Goal of the exercise >>
Show each line of the records in which the word "left" occurs.

Saved entries >>
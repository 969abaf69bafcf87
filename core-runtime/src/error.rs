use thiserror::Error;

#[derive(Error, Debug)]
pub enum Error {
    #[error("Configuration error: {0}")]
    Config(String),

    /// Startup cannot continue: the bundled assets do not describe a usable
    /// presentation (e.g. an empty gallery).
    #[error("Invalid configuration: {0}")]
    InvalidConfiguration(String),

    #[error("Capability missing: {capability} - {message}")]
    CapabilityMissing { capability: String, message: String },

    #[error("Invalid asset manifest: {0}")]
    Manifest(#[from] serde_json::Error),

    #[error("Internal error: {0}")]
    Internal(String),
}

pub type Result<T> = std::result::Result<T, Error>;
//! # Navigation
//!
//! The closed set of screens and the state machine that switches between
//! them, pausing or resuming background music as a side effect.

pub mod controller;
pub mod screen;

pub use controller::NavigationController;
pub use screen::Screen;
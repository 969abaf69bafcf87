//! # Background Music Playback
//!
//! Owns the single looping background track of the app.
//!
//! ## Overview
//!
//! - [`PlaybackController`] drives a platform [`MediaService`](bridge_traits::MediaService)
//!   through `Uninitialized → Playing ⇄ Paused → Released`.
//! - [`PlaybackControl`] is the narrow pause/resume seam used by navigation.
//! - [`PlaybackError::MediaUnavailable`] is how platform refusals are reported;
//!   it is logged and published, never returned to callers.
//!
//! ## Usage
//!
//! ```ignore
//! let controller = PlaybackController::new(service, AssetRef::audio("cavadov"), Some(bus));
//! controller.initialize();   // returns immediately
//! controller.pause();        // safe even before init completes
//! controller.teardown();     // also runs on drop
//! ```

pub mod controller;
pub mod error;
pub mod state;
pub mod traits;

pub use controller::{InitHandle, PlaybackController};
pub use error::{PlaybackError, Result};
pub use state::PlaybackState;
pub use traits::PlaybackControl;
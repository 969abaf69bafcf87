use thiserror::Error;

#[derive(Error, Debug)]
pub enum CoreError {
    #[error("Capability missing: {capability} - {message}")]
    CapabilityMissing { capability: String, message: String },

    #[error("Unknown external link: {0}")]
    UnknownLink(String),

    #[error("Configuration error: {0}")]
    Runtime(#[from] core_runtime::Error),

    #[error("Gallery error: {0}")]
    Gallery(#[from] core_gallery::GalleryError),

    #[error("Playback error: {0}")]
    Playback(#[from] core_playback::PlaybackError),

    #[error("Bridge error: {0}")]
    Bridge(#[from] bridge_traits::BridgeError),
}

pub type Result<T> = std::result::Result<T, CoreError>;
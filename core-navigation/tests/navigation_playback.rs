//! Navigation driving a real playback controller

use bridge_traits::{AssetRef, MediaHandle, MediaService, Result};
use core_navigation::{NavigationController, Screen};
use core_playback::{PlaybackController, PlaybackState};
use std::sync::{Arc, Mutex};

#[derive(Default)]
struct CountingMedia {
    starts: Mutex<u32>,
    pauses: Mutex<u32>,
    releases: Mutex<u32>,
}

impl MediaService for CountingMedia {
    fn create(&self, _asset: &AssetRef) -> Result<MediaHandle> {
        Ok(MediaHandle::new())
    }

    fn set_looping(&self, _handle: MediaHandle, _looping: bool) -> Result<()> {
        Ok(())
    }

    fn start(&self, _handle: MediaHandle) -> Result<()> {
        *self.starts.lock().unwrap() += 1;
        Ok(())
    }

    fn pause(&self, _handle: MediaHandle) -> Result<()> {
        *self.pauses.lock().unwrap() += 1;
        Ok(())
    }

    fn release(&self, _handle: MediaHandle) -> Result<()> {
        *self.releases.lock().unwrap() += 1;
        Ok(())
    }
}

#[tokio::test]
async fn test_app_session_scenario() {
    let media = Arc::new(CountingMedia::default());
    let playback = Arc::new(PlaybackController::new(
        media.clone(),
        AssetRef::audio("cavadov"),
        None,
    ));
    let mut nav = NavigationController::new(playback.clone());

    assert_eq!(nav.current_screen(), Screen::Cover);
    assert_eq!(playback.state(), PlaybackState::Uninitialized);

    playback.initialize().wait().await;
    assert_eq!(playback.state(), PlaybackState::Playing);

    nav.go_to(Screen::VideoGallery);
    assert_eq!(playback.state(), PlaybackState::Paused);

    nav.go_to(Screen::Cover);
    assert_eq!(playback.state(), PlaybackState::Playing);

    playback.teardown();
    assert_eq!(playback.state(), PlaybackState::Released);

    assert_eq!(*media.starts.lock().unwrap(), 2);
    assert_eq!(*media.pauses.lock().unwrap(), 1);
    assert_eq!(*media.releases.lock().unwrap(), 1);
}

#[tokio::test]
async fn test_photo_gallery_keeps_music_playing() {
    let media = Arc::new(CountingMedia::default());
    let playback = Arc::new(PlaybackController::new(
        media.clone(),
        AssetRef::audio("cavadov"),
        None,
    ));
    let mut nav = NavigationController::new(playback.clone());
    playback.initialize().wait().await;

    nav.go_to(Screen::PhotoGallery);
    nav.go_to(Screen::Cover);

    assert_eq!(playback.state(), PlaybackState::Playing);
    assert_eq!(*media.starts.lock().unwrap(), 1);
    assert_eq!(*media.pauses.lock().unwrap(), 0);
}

...

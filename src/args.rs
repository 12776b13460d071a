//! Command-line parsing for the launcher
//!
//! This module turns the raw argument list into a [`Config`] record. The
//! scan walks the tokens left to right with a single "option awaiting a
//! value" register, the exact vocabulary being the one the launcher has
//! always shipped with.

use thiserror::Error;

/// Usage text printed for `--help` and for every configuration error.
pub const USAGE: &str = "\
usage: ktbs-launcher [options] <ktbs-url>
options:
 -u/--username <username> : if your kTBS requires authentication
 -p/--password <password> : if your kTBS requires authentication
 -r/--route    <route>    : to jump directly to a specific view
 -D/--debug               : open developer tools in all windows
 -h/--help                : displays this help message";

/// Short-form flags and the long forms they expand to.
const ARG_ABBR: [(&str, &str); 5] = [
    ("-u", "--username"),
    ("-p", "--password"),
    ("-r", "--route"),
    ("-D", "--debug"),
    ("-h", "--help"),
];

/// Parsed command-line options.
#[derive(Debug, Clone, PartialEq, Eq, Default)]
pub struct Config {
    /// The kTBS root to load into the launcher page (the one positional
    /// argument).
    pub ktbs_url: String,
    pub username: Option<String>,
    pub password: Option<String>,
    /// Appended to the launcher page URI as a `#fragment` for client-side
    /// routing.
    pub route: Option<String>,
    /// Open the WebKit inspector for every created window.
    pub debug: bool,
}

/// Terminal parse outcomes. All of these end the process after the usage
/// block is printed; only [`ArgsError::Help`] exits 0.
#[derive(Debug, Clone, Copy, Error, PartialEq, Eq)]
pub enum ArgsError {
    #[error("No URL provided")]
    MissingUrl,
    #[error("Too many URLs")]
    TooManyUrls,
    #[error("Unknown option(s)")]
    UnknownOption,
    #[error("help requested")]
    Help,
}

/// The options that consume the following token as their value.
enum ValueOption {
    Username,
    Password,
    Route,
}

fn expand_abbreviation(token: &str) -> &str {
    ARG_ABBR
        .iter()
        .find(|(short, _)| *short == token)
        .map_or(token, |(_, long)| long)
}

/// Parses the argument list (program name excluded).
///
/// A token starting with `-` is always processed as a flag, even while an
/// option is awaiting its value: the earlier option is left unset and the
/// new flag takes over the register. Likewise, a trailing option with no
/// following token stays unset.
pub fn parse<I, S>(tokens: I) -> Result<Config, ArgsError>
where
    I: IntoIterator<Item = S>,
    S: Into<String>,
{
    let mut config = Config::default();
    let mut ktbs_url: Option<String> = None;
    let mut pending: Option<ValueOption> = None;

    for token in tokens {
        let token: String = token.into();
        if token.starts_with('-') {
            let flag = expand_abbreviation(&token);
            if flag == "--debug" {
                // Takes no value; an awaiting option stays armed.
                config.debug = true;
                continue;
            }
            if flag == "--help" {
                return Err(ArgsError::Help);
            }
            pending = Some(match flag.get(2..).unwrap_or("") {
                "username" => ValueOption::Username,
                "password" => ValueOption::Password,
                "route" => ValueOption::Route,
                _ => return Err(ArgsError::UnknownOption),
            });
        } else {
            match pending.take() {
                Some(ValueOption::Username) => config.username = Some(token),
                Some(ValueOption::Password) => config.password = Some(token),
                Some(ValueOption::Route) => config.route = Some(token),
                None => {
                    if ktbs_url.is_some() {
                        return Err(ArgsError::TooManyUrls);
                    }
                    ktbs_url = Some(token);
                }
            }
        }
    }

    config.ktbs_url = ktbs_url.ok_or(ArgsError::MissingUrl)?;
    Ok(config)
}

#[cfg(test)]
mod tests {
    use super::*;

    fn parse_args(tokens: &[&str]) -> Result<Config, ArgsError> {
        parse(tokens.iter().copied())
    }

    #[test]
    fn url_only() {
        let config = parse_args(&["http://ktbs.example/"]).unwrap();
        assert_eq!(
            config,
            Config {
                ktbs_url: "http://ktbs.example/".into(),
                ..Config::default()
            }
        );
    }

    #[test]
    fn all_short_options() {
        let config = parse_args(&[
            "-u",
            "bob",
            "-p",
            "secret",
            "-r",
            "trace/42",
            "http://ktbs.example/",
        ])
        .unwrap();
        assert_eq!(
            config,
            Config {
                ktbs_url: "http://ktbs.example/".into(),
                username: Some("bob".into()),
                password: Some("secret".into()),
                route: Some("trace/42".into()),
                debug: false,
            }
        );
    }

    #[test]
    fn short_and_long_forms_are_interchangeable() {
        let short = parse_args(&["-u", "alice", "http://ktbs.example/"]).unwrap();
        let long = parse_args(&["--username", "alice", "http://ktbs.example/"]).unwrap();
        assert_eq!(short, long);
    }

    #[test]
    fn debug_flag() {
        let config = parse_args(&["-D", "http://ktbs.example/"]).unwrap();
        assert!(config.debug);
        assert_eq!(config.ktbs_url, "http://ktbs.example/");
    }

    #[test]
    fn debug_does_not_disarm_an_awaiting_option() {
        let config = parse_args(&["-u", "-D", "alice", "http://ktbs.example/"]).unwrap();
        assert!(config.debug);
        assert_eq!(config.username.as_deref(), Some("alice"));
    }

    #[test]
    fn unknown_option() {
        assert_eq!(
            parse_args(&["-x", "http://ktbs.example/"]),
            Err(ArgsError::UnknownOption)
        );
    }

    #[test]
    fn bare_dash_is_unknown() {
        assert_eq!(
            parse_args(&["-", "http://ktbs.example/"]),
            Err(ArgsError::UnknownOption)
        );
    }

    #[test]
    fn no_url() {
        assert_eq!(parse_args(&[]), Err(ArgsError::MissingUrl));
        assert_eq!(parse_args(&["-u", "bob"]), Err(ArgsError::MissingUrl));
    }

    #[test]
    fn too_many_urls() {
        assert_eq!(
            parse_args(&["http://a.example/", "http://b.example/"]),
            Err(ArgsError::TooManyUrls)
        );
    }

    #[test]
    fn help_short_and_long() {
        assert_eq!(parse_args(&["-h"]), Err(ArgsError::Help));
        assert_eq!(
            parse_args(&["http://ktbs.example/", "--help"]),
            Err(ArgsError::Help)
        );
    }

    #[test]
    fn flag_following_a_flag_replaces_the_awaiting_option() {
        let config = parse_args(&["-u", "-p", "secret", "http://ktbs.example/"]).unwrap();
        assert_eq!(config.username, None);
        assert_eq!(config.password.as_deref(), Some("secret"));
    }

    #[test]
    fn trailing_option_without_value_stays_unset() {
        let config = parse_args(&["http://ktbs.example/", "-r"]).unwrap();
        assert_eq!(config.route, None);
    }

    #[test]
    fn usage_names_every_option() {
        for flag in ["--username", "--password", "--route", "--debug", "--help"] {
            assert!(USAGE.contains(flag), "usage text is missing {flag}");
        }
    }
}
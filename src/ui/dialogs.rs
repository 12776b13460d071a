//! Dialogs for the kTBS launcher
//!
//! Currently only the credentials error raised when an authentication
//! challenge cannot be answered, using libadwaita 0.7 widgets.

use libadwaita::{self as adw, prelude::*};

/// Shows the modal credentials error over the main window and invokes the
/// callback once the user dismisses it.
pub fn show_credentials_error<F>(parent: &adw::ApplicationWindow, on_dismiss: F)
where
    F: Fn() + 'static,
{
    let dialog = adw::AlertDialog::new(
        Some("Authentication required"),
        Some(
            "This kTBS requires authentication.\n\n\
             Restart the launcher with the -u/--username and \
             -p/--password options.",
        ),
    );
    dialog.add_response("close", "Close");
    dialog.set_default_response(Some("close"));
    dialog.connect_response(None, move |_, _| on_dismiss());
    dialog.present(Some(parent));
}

Answer box >>
//! scan walks the tokens left to right with a single "option awaiting a
/// option is awaiting its value: the earlier option is left unset and the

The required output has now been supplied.